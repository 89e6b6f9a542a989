//! Reconciler configuration: when usage windows start.

use chrono::{FixedOffset, Weekday};
use serde::Deserialize;

use super::error::ValidationError;
use crate::domain::lifecycle::ResetSchedule;

/// Reset boundaries for the weekly and monthly jobs.
#[derive(Debug, Clone, Deserialize)]
pub struct ReconcilerConfig {
    /// Offset from UTC, in minutes, of the timezone boundaries are computed in
    #[serde(default)]
    pub utc_offset_minutes: i32,

    /// Day the weekly window starts, e.g. `mon`, `monday`
    #[serde(default = "default_weekly_reset_day")]
    pub weekly_reset_day: String,

    /// Day of month (1-28) the billing month starts
    #[serde(default = "default_monthly_reset_day")]
    pub monthly_reset_day: u32,
}

impl ReconcilerConfig {
    /// Builds the domain schedule, validating every field.
    pub fn schedule(&self) -> Result<ResetSchedule, ValidationError> {
        let offset = self
            .utc_offset_minutes
            .checked_mul(60)
            .and_then(FixedOffset::east_opt)
            .ok_or(ValidationError::InvalidUtcOffset(self.utc_offset_minutes))?;
        let weekday: Weekday = self
            .weekly_reset_day
            .parse()
            .map_err(|_| ValidationError::InvalidWeekday(self.weekly_reset_day.clone()))?;
        ResetSchedule::new(offset, weekday, self.monthly_reset_day)
            .map_err(|_| ValidationError::InvalidMonthlyResetDay(self.monthly_reset_day))
    }

    pub fn validate(&self) -> Result<(), ValidationError> {
        self.schedule().map(|_| ())
    }
}

impl Default for ReconcilerConfig {
    fn default() -> Self {
        Self {
            utc_offset_minutes: 0,
            weekly_reset_day: default_weekly_reset_day(),
            monthly_reset_day: default_monthly_reset_day(),
        }
    }
}

fn default_weekly_reset_day() -> String {
    "monday".to_string()
}

fn default_monthly_reset_day() -> u32 {
    1
}

#[cfg(test)]
mod tests {
    use super::*;

    #[test]
    fn test_default_schedule_is_utc_monday_first() {
        let schedule = ReconcilerConfig::default().schedule().unwrap();
        assert_eq!(schedule, ResetSchedule::default());
    }

    #[test]
    fn test_custom_schedule() {
        let config = ReconcilerConfig {
            utc_offset_minutes: 420,
            weekly_reset_day: "sun".to_string(),
            monthly_reset_day: 15,
        };
        let schedule = config.schedule().unwrap();
        assert_eq!(schedule.utc_offset().local_minus_utc(), 420 * 60);
        assert_eq!(schedule.weekly_reset_day(), Weekday::Sun);
        assert_eq!(schedule.monthly_reset_day(), 15);
    }

    #[test]
    fn test_invalid_fields_are_rejected() {
        let bad_day = ReconcilerConfig {
            weekly_reset_day: "someday".to_string(),
            ..Default::default()
        };
        assert!(matches!(bad_day.validate(), Err(ValidationError::InvalidWeekday(_))));

        let bad_month = ReconcilerConfig {
            monthly_reset_day: 31,
            ..Default::default()
        };
        assert!(matches!(
            bad_month.validate(),
            Err(ValidationError::InvalidMonthlyResetDay(31))
        ));

        let bad_offset = ReconcilerConfig {
            utc_offset_minutes: 24 * 60,
            ..Default::default()
        };
        assert!(matches!(bad_offset.validate(), Err(ValidationError::InvalidUtcOffset(_))));
    }

    #[test]
    fn test_absurd_offset_is_rejected_not_overflowed() {
        for minutes in [i32::MAX, i32::MIN, 40_000_000] {
            let config = ReconcilerConfig {
                utc_offset_minutes: minutes,
                ..Default::default()
            };
            assert!(matches!(
                config.validate(),
                Err(ValidationError::InvalidUtcOffset(m)) if m == minutes
            ));
        }
    }
}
******
_Task item_.
Which lines of the listing above hold the word "matches"? Copy each of them.

_Task solution_.
        assert!(matches!(bad_day.validate(), Err(ValidationError::InvalidWeekday(_))));
        assert!(matches!(
        assert!(matches!(bad_offset.validate(), Err(ValidationError::InvalidUtcOffset(_))));
            assert!(matches!(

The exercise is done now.